A list of characteristics of the ‘today strategy’ include 1) commercial revenues, 2) execution plays 3) existing markets 4) incremental approaches 5) system integrators 6) capital raises < $20MM and 7) exits via strategic sales.
The ‘tomorrow strategy’ is typically characterized by 1) pre-revenue 2) technology plays 3) new or emerging markets 4) transformative approaches 5) component innovators 6) capital raises >$50MM and 7) exits via IPOs.
Rob Day has been writing with different language about these differences in strategy for some time, including his great slide show from when he was at @Ventures on ‘What’s Wrong with Cleantech Venture Capital’ and this recent posting on system integrators vs component innovators as cleantech VC investment opportunities. My presentation is not as negative on the technology-centric, ‘tomorrow strategy’ practiced by funds like Khosla Ventures as is some of Rob’s commentary… my theme is we need both strategies to transform the global economy with cleantech innovations.
I will post my presentation here once I deliver it in New York, but I provide examples in solar power, smart grid and infrastructure, and recycling and waste management of companies pursuing the two strategies. For solar power, I list ‘today’ examples of groSolar, Solar City, SunRun, SolarTotal in Europe, Solar Century in the UK, and SiC Processing in Germany. For ‘tomorrow’ examples, I list companies like Konarka, Nanosolar, Solyndra, Megawatt Solar, Sencera, and SpectraWatt. Eric Wesoff maintains a very comprehensive list of VC funded solar start-ups, most of which are pursuing the technology breakthrough approach. SJF did a webinar more than two years ago on the investment opportunities in downstream solar, such as our investment in groSolar.
I summarize some of the advantages of a ‘today market’ strategy as lower risk, capital efficient, current market ROI, niche markets viable, diversified geography, and domestic advantages. ‘Tomorrow market’ strategy advantages include high exit multiple potential, transformative technologies, could be rapidly scalable, high margin, and attractive for PR and media.
Some drawbacks of the ‘today market’ strategy for VCs are lower exit multiples, less proprietary tech, smaller markets, lower margins, and more mundane business models. Drawbacks for ‘tomorrow market’ VCs include higher risk, more capital required, market evangelization, and global competition. We have certainly seen this risks evidenced in the upstream solar tech market with the plummeting PV prices due to Chinese manufacturers scaling up and dropping silicon prices, making global competition that much tougher for new solar tech plays.
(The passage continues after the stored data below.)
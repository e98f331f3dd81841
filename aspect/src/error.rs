use thiserror::Error;

#[derive(Error, Debug)]
pub enum AspectError {
    #[error("missing required parameter '{0}'")]
    Builder(&'static str),

    #[error("polygon ring requires at least 3 vertices, got {0}")]
    DegenerateGeometry(usize),
}
//! Facet geometry reconciliation and metric extraction.

use crate::segment::SegmentResponse;
use aspect::{math::normalize_deg, Ring};
use geo::{
    geometry::{Coord, LineString, Polygon},
    BooleanOps,
};
use log::debug;
use serde::Serialize;
use terrainrgb::C;

/// One clipped facet with its plane metrics.
#[derive(Debug, Clone, Serialize)]
pub struct FacetResult {
    pub plane_id: u32,

    /// Clipped facet boundary; explicitly closed geographic ring.
    pub ring: Vec<Coord<C>>,

    /// Contour (iso-altitude) bearing, degrees clockwise from north.
    pub contour_deg: C,

    /// Downhill direction, 90 degrees clockwise of the contour.
    pub aspect_deg: C,

    /// Tilt of the facet plane, degrees from horizontal.
    pub slope_deg: C,

    /// Labeled raster cells inside the clipped ring.
    pub sample_count: usize,

    /// Highest labeled elevation inside the clipped ring, meters; NaN
    /// when `sample_count` is 0.
    pub max_elevation: C,
}

/// Inverse-projects each seam through the raster's affine, clips it
/// against the drawn footprint, and extracts per-piece metrics.
///
/// A facet that misses the footprint entirely is dropped without failing
/// its siblings; a clip that splits into several pieces yields one result
/// per piece sharing the plane's metrics.
pub(crate) fn reconcile(drawn: &Ring, response: &SegmentResponse) -> Vec<FacetResult> {
    let drawn_poly = drawn.to_polygon();
    let affine = response.raster.affine();
    let mut results = Vec::new();

    for seam in &response.seams {
        let Some(plane) = response.planes.iter().find(|p| p.id == seam.plane_id) else {
            continue;
        };
        if seam.vertices.len() < 3 {
            continue;
        }
        let mut coords: Vec<Coord<C>> = seam
            .vertices
            .iter()
            .map(|&(px, py)| affine.pixel_to_geo(px, py))
            .collect();
        if coords.first() != coords.last() {
            let first = coords[0];
            coords.push(first);
        }
        let seam_poly = Polygon::new(LineString::from(coords), vec![]);

        let pieces = seam_poly.intersection(&drawn_poly);
        if pieces.0.is_empty() {
            debug!("facet {} lies outside the drawn footprint", seam.plane_id);
            continue;
        }
        for piece in &pieces.0 {
            // Degenerate slivers from clipping are dropped silently.
            let Ok(clipped) = Ring::new(piece.exterior().0.clone()) else {
                continue;
            };
            let (sample_count, max_elevation) =
                scan_labeled(response, seam.plane_id, &clipped);
            results.push(FacetResult {
                plane_id: plane.id,
                ring: piece.exterior().0.clone(),
                contour_deg: normalize_deg(plane.iso_bearing_deg),
                aspect_deg: normalize_deg(plane.iso_bearing_deg + 90.0),
                slope_deg: plane.gx.hypot(plane.gy).atan().to_degrees(),
                sample_count,
                max_elevation,
            });
        }
    }
    debug!(
        "reconciled {} facet(s) from {} seam(s)",
        results.len(),
        response.seams.len()
    );
    results
}

/// Counts cells labeled with `plane_id` inside the *clipped* ring, so
/// samples trimmed away by clipping never count, and tracks their highest
/// elevation.
fn scan_labeled(response: &SegmentResponse, plane_id: u32, clipped: &Ring) -> (usize, C) {
    let Some(labels) = response.labels.as_ref() else {
        return (0, C::NAN);
    };
    let raster = &response.raster;
    let affine = raster.affine();
    #[allow(clippy::cast_possible_wrap)]
    let wanted = plane_id as i32;
    let mut count = 0usize;
    let mut max_elevation = C::NEG_INFINITY;
    for py in 0..raster.height() {
        for px in 0..raster.width() {
            if labels[py * raster.width() + px] != wanted {
                continue;
            }
            #[allow(clippy::cast_precision_loss)]
            let center = affine.pixel_to_geo(px as C + 0.5, py as C + 0.5);
            if !clipped.contains(center) {
                continue;
            }
            count += 1;
            max_elevation = max_elevation.max(raster.get(px, py));
        }
    }
    if count == 0 {
        (0, C::NAN)
    } else {
        (count, max_elevation)
    }
}

#[cfg(test)]
mod tests {
    use super::reconcile;
    use crate::segment::{FacetSeam, PlaneDescriptor, SegmentResponse};
    use crate::stitch::StitchedRaster;
    use approx::assert_relative_eq;
    use aspect::Ring;
    use terrainrgb::Tile;

    const SIZE: usize = 64;
    const ZOOM: u8 = 15;

    fn flat_tile() -> Tile {
        Tile::from_f32(9372, 12536, ZOOM, SIZE, vec![100.0; SIZE * SIZE]).unwrap()
    }

    fn pixel_ring(tile: &Tile, corners: &[(f64, f64)]) -> Ring {
        Ring::new(corners.iter().map(|&(px, py)| tile.geo(px, py)).collect()).unwrap()
    }

    /// A "U" footprint opening north: two arms joined along the south.
    fn u_shaped_ring(tile: &Tile) -> Ring {
        pixel_ring(
            tile,
            &[
                (8.0, 8.0),
                (20.0, 8.0),
                (20.0, 40.0),
                (44.0, 40.0),
                (44.0, 8.0),
                (56.0, 8.0),
                (56.0, 56.0),
                (8.0, 56.0),
            ],
        )
    }

    /// Labels every finite cell with plane 0.
    fn label_interior(raster: &StitchedRaster) -> Vec<i32> {
        raster
            .data()
            .iter()
            .map(|z| if z.is_finite() { 0 } else { -1 })
            .collect()
    }

    fn response_with_seam(drawn: &Ring, seam: Vec<(f64, f64)>) -> SegmentResponse {
        let raster = StitchedRaster::stitch(drawn, &[flat_tile()]).unwrap();
        let labels = label_interior(&raster);
        SegmentResponse {
            raster,
            planes: vec![PlaneDescriptor {
                id: 0,
                gx: 0.0,
                gy: 0.02,
                iso_bearing_deg: 90.0,
            }],
            seams: vec![FacetSeam {
                plane_id: 0,
                vertices: seam,
            }],
            labels: Some(labels),
        }
    }

    #[test]
    fn test_clip_splits_into_independent_facets() {
        let tile = flat_tile();
        let drawn = u_shaped_ring(&tile);
        // A band across both arms of the U, in raster pixel coordinates
        // (the raster origin sits at the footprint bbox corner, tile
        // pixel 8).
        let response = response_with_seam(
            &drawn,
            vec![(-4.0, 2.0), (52.0, 2.0), (52.0, 14.0), (-4.0, 14.0)],
        );
        let facets = reconcile(&drawn, &response);
        assert_eq!(facets.len(), 2, "expected one facet per arm");
        for facet in &facets {
            assert_eq!(facet.plane_id, 0);
            assert_relative_eq!(facet.contour_deg, 90.0);
            assert_relative_eq!(facet.aspect_deg, 180.0);
            assert_relative_eq!(
                facet.slope_deg,
                0.02_f64.atan().to_degrees(),
                epsilon = 1e-9
            );
            assert!(facet.sample_count > 80, "count = {}", facet.sample_count);
            assert_relative_eq!(facet.max_elevation, 100.0);
            // The ring is explicitly closed.
            assert_eq!(facet.ring.first(), facet.ring.last());
        }
    }

    #[test]
    fn test_fully_outside_facet_is_discarded() {
        let tile = flat_tile();
        let drawn = u_shaped_ring(&tile);
        // A seam inside the U's notch overlaps nothing.
        let response = response_with_seam(
            &drawn,
            vec![(16.0, 2.0), (32.0, 2.0), (32.0, 14.0), (16.0, 14.0)],
        );
        assert!(reconcile(&drawn, &response).is_empty());
    }

    #[test]
    fn test_missing_labels_zero_samples() {
        let tile = flat_tile();
        let drawn = u_shaped_ring(&tile);
        let mut response = response_with_seam(
            &drawn,
            vec![(-4.0, 2.0), (52.0, 2.0), (52.0, 14.0), (-4.0, 14.0)],
        );
        response.labels = None;
        let facets = reconcile(&drawn, &response);
        assert_eq!(facets.len(), 2);
        for facet in &facets {
            assert_eq!(facet.sample_count, 0);
            assert!(facet.max_elevation.is_nan());
        }
    }

    #[test]
    fn test_seam_without_matching_plane_is_skipped() {
        let tile = flat_tile();
        let drawn = u_shaped_ring(&tile);
        let mut response = response_with_seam(
            &drawn,
            vec![(-4.0, 2.0), (52.0, 2.0), (52.0, 14.0), (-4.0, 14.0)],
        );
        response.planes.clear();
        assert!(reconcile(&drawn, &response).is_empty());
    }
}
That said, the breakthrough investments being made by the large funds in solar, smart grid, efficiency, transportation, and biofuels all have the potential to be transformative and lucrative, so I applaud those VCs with the capital and risk appetite to pursue them. SJF Ventures will be busy investing and building those innovative cleantech integrators that will be deploying new and existing technology in the markets of today.